(Stored data)
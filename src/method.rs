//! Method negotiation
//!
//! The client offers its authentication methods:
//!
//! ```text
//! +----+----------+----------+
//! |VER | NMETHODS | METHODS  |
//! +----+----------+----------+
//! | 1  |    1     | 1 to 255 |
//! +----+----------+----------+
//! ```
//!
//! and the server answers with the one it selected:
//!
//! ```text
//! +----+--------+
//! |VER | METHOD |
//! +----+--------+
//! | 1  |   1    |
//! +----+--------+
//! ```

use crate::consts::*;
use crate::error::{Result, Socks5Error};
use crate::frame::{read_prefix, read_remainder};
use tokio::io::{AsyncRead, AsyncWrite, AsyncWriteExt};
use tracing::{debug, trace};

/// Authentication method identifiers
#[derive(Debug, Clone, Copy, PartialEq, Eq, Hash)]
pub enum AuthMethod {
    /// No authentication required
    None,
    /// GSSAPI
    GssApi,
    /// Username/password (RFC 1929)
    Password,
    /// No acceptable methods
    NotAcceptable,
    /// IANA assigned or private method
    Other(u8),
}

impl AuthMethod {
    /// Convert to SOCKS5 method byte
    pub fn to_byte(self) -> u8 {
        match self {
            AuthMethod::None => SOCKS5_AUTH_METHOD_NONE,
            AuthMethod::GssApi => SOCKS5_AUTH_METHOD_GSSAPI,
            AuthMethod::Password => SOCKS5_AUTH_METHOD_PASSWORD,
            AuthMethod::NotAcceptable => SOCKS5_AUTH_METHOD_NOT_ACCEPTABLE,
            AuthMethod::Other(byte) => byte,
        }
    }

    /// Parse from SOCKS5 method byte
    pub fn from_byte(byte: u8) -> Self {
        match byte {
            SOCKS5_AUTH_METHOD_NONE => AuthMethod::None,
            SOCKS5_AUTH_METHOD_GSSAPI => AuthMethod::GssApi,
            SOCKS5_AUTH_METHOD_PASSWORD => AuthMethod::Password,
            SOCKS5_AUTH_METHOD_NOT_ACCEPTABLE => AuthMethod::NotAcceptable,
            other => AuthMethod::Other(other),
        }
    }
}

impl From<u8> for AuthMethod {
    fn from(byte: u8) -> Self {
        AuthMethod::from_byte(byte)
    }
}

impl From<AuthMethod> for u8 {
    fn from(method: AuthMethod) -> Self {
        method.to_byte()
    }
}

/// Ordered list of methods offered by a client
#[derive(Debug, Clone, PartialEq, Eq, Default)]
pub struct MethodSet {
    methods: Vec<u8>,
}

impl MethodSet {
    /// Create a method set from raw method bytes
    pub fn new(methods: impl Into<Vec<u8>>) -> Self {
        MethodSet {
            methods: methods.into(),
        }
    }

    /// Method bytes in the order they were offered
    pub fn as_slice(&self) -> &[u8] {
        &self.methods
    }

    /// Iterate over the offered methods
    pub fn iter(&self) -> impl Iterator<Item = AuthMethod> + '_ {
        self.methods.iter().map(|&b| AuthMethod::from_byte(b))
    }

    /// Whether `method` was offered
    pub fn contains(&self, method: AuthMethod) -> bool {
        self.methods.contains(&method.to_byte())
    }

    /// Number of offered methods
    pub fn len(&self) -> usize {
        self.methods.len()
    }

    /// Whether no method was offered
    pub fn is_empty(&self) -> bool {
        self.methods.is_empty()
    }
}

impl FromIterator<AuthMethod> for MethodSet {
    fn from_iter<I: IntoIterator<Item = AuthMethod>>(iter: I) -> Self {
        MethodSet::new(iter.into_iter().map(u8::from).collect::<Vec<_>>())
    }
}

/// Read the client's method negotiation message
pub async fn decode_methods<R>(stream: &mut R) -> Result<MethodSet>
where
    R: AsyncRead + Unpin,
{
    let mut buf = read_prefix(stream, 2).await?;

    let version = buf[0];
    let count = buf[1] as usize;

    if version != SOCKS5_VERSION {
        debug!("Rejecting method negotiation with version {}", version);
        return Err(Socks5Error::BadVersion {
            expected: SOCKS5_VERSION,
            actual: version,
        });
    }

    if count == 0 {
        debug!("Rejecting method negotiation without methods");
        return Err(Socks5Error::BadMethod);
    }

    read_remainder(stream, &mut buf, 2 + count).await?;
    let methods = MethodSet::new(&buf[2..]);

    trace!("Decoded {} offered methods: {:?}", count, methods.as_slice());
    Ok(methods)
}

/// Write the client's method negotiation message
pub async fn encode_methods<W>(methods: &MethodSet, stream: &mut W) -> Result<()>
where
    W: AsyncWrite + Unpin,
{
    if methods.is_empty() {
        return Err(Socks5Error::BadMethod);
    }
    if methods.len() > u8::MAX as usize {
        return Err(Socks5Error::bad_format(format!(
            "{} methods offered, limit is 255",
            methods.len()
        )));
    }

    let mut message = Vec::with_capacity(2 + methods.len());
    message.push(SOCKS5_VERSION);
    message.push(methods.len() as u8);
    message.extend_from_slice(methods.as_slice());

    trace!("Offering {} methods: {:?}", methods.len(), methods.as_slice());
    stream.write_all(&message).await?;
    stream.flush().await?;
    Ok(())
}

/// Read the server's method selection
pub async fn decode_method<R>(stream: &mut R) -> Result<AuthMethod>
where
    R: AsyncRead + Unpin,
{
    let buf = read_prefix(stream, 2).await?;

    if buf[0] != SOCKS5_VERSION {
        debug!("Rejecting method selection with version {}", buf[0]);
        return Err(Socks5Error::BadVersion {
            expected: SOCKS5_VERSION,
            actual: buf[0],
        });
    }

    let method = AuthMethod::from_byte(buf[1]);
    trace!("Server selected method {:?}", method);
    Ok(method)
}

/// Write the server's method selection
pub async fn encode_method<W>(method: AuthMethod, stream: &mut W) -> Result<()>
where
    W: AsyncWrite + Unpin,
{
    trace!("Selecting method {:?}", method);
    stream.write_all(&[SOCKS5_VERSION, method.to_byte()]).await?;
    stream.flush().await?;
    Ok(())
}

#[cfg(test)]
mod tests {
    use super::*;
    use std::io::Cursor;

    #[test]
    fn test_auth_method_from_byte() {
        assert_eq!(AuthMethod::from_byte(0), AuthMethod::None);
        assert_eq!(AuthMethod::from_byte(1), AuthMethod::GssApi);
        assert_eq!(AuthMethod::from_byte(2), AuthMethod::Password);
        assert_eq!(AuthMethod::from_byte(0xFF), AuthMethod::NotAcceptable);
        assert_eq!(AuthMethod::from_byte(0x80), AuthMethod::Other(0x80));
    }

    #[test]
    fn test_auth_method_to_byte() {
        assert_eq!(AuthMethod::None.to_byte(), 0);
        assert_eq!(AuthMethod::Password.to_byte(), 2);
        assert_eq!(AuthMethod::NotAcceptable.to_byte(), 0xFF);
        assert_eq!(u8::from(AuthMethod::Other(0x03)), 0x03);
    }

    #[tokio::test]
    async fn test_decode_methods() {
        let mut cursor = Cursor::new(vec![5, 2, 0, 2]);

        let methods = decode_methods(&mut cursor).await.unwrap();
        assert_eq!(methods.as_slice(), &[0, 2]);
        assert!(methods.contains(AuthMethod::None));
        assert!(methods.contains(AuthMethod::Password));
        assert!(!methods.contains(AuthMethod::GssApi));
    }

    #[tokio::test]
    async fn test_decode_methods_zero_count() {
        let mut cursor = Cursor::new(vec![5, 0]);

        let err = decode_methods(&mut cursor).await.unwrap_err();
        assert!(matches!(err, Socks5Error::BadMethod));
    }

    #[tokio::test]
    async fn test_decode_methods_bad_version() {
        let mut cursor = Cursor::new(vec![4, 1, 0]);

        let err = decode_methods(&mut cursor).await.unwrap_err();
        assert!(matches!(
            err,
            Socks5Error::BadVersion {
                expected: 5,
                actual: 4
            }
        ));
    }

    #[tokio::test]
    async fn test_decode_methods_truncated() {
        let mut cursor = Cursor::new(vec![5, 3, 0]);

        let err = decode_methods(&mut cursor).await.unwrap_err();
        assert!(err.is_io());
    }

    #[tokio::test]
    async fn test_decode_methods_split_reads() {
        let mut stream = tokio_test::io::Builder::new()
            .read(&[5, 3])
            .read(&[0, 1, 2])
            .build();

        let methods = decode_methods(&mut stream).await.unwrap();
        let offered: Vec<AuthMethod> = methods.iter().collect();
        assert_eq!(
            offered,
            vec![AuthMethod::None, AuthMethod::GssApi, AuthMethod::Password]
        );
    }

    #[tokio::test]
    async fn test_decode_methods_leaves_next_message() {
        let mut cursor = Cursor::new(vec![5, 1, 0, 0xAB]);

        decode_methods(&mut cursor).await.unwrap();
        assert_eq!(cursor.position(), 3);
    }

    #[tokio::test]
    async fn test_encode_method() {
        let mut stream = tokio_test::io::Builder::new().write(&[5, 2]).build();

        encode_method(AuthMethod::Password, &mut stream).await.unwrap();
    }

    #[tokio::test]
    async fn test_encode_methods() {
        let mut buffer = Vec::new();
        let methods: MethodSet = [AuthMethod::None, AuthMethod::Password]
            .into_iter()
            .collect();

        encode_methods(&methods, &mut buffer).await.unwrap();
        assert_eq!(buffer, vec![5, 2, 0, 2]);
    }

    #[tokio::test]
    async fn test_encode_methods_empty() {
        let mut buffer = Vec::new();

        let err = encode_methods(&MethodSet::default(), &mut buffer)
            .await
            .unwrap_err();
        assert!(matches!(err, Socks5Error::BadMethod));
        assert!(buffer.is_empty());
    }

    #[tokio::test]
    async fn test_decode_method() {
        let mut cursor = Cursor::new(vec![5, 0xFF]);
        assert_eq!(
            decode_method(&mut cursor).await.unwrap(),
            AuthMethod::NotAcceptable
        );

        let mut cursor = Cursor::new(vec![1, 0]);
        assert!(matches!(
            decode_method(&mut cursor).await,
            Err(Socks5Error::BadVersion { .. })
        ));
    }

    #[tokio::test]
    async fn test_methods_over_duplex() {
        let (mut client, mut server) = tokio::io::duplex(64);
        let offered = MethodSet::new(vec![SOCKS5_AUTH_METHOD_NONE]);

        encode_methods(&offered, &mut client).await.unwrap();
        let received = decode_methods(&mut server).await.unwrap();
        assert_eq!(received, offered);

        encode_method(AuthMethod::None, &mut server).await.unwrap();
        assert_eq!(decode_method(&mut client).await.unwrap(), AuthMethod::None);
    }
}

-- Work task --
Both the line containing "method negotiation without" and the line containing "if methods.len() >" belong in the answer. Print them and every line above that falls between them exactly, and no others.

-- Answer area --
        debug!("Rejecting method negotiation without methods");
        return Err(Socks5Error::BadMethod);
    }

    read_remainder(stream, &mut buf, 2 + count).await?;
    let methods = MethodSet::new(&buf[2..]);

    trace!("Decoded {} offered methods: {:?}", count, methods.as_slice());
    Ok(methods)
}

/// Write the client's method negotiation message
pub async fn encode_methods<W>(methods: &MethodSet, stream: &mut W) -> Result<()>
where
    W: AsyncWrite + Unpin,
{
    if methods.is_empty() {
        return Err(Socks5Error::BadMethod);
    }
    if methods.len() > u8::MAX as usize {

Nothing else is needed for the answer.